Senza voler essere critica nei confronti di nessuno, come presidente della Conferenza delle religiose in India, desidero rispettosamente proporre alla nostra riflessione le parole del videomessaggio: «invito [le religiose] a lottare quando vengono trattate ingiustamente, anche all’interno della Chiesa, quando il loro servizio, che è tanto grande, viene ridotto a servitù.

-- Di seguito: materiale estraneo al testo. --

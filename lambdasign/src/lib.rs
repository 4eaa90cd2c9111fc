#![doc = include_str!("../README.md")]

pub use lambdasign_core::*;

pub mod aws {
    //! AWS SigV4 signing for Lambda function URLs.
    pub use lambdasign_aws_v4::*;
}

pub use lambdasign_http_send_reqwest::{ReqwestHttpSend, DEFAULT_TIMEOUT};

mod invocation;
pub use invocation::{Invocation, Response};

pub mod output;
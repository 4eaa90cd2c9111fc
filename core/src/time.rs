//! Time related utils.

use chrono::Utc;

/// DateTime is the alias for `chrono::DateTime<Utc>`.
pub type DateTime = chrono::DateTime<Utc>;

/// Create a new DateTime with current time.
pub fn now() -> DateTime {
    Utc::now()
}

/// Build a DateTime from seconds since the unix epoch.
///
/// Returns `None` if the timestamp is out of range.
pub fn from_unix_seconds(secs: i64) -> Option<DateTime> {
    DateTime::from_timestamp(secs, 0)
}

/// Format time into date: `20220301`
pub fn format_date(t: DateTime) -> String {
    t.format("%Y%m%d").to_string()
}

/// Format time into ISO8601: `20220313T072004Z`
pub fn format_iso8601(t: DateTime) -> String {
    t.format("%Y%m%dT%H%M%SZ").to_string()
}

E a volte da uomini di Chiesa».

Cosa più importante per noi religiose, durante la conferenza stampa nel volo di ritorno dopo la visita in Bahrein, ha detto: «una società che non è capace di mettere la donna al suo posto non va avanti». Ha poi aggiunto: «Ho visto che in Vaticano, ogni volta che una donna entra a fare un lavoro, le cose migliorano». Ha incoraggiato uomini e donne a lavorare insieme per il bene comune dell’umanità.

Devo ammettere che mi sento ancor più ispirata e determinata a vivere e a guidare con coraggio e compassione, a cercare, con il mio team, di aiutare le donne ad accettare la loro forza interiore e a credere nella presenza sempre amorevole di Dio in noi.

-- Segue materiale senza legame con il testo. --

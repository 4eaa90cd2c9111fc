//! Parse user supplied header text.
//!
//! Header text is one `Key: Value` pair per line, as it is typically passed
//! through a workflow input or a command line flag:
//!
//! ```text
//! Content-Type: application/json
//! Accept: *
//! ```
//!
//! Parsing is lenient: a line without a value, or without a `:` at all,
//! yields an empty value instead of an error.

use http::header::{HeaderName, HeaderValue};
use http::HeaderMap;
use log::warn;

/// Parse header text into `(key, value)` pairs in the order they appear.
///
/// - Leading and trailing whitespace is trimmed from keys and values.
/// - Blank lines are skipped.
/// - Only the first `:` separates key from value.
/// - Duplicate keys are all returned.
pub fn parse_header_lines(text: &str) -> Vec<(String, String)> {
    text.lines()
        .map(str::trim)
        .filter(|line| !line.is_empty())
        .filter_map(|line| {
            let (key, value) = line.split_once(':').unwrap_or((line, ""));
            let key = key.trim();
            if key.is_empty() {
                warn!("header line without name is ignored");
                return None;
            }
            Some((key.to_string(), value.trim().to_string()))
        })
        .collect()
}

/// Parse header text and insert every pair into `headers`.
///
/// The last occurrence of a duplicated key wins, while the key keeps the
/// position of its first occurrence. Pairs that are not valid HTTP headers
/// are skipped with a warning.
///
/// Returns the number of headers applied.
pub fn apply_header_lines(text: &str, headers: &mut HeaderMap) -> usize {
    let mut applied = 0;

    for (key, value) in parse_header_lines(text) {
        let Ok(name) = HeaderName::from_bytes(key.as_bytes()) else {
            warn!("header line with invalid name {key:?} is ignored");
            continue;
        };
        let Ok(value) = HeaderValue::from_str(&value) else {
            warn!("header {name} with invalid value is ignored");
            continue;
        };

        headers.insert(name, value);
        applied += 1;
    }

    applied
}

#[cfg(test)]
mod tests {
    use super::*;
    use pretty_assertions::assert_eq;

    fn pairs(v: &[(&str, &str)]) -> Vec<(String, String)> {
        v.iter()
            .map(|(k, v)| (k.to_string(), v.to_string()))
            .collect()
    }

    #[test]
    fn test_parse_key_value() {
        assert_eq!(parse_header_lines("Key: Value"), pairs(&[("Key", "Value")]));
        assert_eq!(
            parse_header_lines("   Key   :   Value   "),
            pairs(&[("Key", "Value")])
        );
    }

    #[test]
    fn test_parse_empty_value() {
        assert_eq!(parse_header_lines("Key:"), pairs(&[("Key", "")]));
        assert_eq!(parse_header_lines("Key"), pairs(&[("Key", "")]));
    }

    #[test]
    fn test_parse_value_with_colon() {
        assert_eq!(
            parse_header_lines("Referer: https://example.com:8443/a"),
            pairs(&[("Referer", "https://example.com:8443/a")])
        );
    }

    #[test]
    fn test_parse_block() {
        let text = "
            Content-Type: application/json
            User-Agent: GitHub-Hookshot/760256b
            frifjlr:
            fkeofew??
            Accept: *
        ";

        assert_eq!(
            parse_header_lines(text),
            pairs(&[
                ("Content-Type", "application/json"),
                ("User-Agent", "GitHub-Hookshot/760256b"),
                ("frifjlr", ""),
                ("fkeofew??", ""),
                ("Accept", "*"),
            ])
        );
    }

    #[test]
    fn test_apply_block() {
        let text = "
            Content-Type: application/json
            User-Agent: GitHub-Hookshot/760256b
            frifjlr:
            fkeofew??
            Accept: *
        ";

        let mut headers = HeaderMap::new();
        let applied = apply_header_lines(text, &mut headers);

        // `fkeofew??` is not a valid header name.
        assert_eq!(applied, 4);
        let got: Vec<(&str, &str)> = headers
            .iter()
            .map(|(k, v)| (k.as_str(), v.to_str().unwrap()))
            .collect();
        assert_eq!(
            got,
            vec![
                ("content-type", "application/json"),
                ("user-agent", "GitHub-Hookshot/760256b"),
                ("frifjlr", ""),
                ("accept", "*"),
            ]
        );
    }

    #[test]
    fn test_apply_duplicate_last_wins() {
        let text = "X-Trace: first\nAccept: */*\nx-trace: second";

        let mut headers = HeaderMap::new();
        apply_header_lines(text, &mut headers);

        assert_eq!(headers.len(), 2);
        assert_eq!(headers["x-trace"], "second");
        let names: Vec<&str> = headers.keys().map(|k| k.as_str()).collect();
        assert_eq!(names, vec!["x-trace", "accept"]);
    }

    #[test]
    fn test_apply_empty_text() {
        let mut headers = HeaderMap::new();
        assert_eq!(apply_header_lines("", &mut headers), 0);
        assert!(headers.is_empty());
    }
}
use crate::{Context, Error, Payload, ProvideCredential, Result, SignRequest, SigningCredential};
use log::debug;
use std::sync::Arc;

/// Signer is the main struct used to sign the request.
///
/// The credential is loaded for every call and dropped afterwards; nothing
/// is cached between two signings.
#[derive(Clone, Debug)]
pub struct Signer<K: SigningCredential> {
    ctx: Context,
    loader: Arc<dyn ProvideCredential<Credential = K>>,
    builder: Arc<dyn SignRequest<Credential = K>>,
}

impl<K: SigningCredential> Signer<K> {
    /// Create a new signer.
    pub fn new(
        ctx: Context,
        loader: impl ProvideCredential<Credential = K>,
        builder: impl SignRequest<Credential = K>,
    ) -> Self {
        Self {
            ctx,

            loader: Arc::new(loader),
            builder: Arc::new(builder),
        }
    }

    /// Signing request.
    pub async fn sign(&self, req: &mut http::request::Parts, payload: &Payload) -> Result<()> {
        let cred = self.loader.provide_credential(&self.ctx).await?;
        if !cred.is_valid() {
            return Err(Error::credential_invalid(
                "no valid credential available for signing",
            ));
        }
        debug!("credential loaded, signing request to {}", req.uri);

        self.builder
            .sign_request(&self.ctx, req, payload, cred.as_ref())
            .await
    }
}

#[cfg(test)]
mod tests {
    use super::*;
    use crate::ErrorKind;
    use async_trait::async_trait;
    use http::request::Parts;

    #[derive(Clone, Debug)]
    struct TestCredential(String);

    impl SigningCredential for TestCredential {
        fn is_valid(&self) -> bool {
            !self.0.is_empty()
        }
    }

    #[derive(Debug)]
    struct TestLoader(Option<TestCredential>);

    #[async_trait]
    impl ProvideCredential for TestLoader {
        type Credential = TestCredential;

        async fn provide_credential(&self, _: &Context) -> Result<Option<Self::Credential>> {
            Ok(self.0.clone())
        }
    }

    #[derive(Debug)]
    struct TestBuilder;

    #[async_trait]
    impl SignRequest for TestBuilder {
        type Credential = TestCredential;

        async fn sign_request(
            &self,
            _: &Context,
            req: &mut Parts,
            payload: &Payload,
            cred: Option<&Self::Credential>,
        ) -> Result<()> {
            let cred = cred.ok_or_else(|| Error::credential_invalid("missing"))?;
            req.headers
                .insert("x-test", format!("{}:{}", cred.0, payload.hash()).parse()?);
            Ok(())
        }
    }

    fn parts() -> Parts {
        http::Request::get("https://example.com")
            .body(())
            .expect("request must be valid")
            .into_parts()
            .0
    }

    #[tokio::test]
    async fn test_sign_with_credential() -> Result<()> {
        let signer = Signer::new(
            Context::new(),
            TestLoader(Some(TestCredential("key".into()))),
            TestBuilder,
        );

        let mut p = parts();
        signer.sign(&mut p, &Payload::empty()).await?;

        assert_eq!(
            p.headers["x-test"],
            format!("key:{}", crate::hash::EMPTY_STRING_SHA256).as_str()
        );
        Ok(())
    }

    #[tokio::test]
    async fn test_sign_without_credential() {
        let signer = Signer::new(Context::new(), TestLoader(None), TestBuilder);

        let mut p = parts();
        let err = signer
            .sign(&mut p, &Payload::empty())
            .await
            .expect_err("must fail without credential");
        assert_eq!(err.kind(), ErrorKind::CredentialInvalid);
        assert!(p.headers.is_empty());
    }
}
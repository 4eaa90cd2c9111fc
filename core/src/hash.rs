// Licensed to the Apache Software Foundation (ASF) under one
// or more contributor license agreements.  See the NOTICE file
// distributed with this work for additional information
// regarding copyright ownership.  The ASF licenses this file
// to you under the Apache License, Version 2.0 (the
// "License"); you may not use this file except in compliance
// with the License.  You may obtain a copy of the License at
//
//   http://www.apache.org/licenses/LICENSE-2.0
//
// Unless required by applicable law or agreed to in writing,
// software distributed under the License is distributed on an
// "AS IS" BASIS, WITHOUT WARRANTIES OR CONDITIONS OF ANY
// KIND, either express or implied.  See the License for the
// specific language governing permissions and limitations
// under the License.

//! Hash related utils.

use hmac::Hmac;
use hmac::Mac;
use sha2::Digest;
use sha2::Sha256;

/// Hex encoded SHA256 of an empty input.
pub const EMPTY_STRING_SHA256: &str =
    "e3b0c44298fc1c149afbf4c8996fb92427ae41e4649b934ca495991b7852b855";

/// Hex encoded SHA256 hash.
///
/// Use this function instead of `hex::encode(sha256(content))` can reduce
/// extra copy.
pub fn hex_sha256(content: &[u8]) -> String {
    hex::encode(Sha256::digest(content).as_slice())
}

/// HMAC with SHA256 hash.
pub fn hmac_sha256(key: &[u8], content: &[u8]) -> Vec<u8> {
    // SAFETY: HMAC's new_from_slice always returns Ok - it handles any key length
    let mut h = Hmac::<Sha256>::new_from_slice(key).unwrap();
    h.update(content);

    h.finalize().into_bytes().to_vec()
}

/// Hex encoded HMAC with SHA256 hash.
///
/// Use this function instead of `hex::encode(hmac_sha256(key, content))` can
/// reduce extra copy.
pub fn hex_hmac_sha256(key: &[u8], content: &[u8]) -> String {
    // SAFETY: HMAC's new_from_slice always returns Ok - it handles any key length
    let mut h = Hmac::<Sha256>::new_from_slice(key).unwrap();
    h.update(content);

    hex::encode(h.finalize().into_bytes())
}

A nome di tutte le religiose cattoliche in India, desidero augurare al nostro amato Santo Padre Papa Francesco un felice 10° anniversario, e pregare perché Dio effonda abbondanti benedizioni su di lui e sulla sua missione. Possa continuare a guidarci a lungo secondo la volontà di Dio, e soprattutto essere benedetto da buona salute!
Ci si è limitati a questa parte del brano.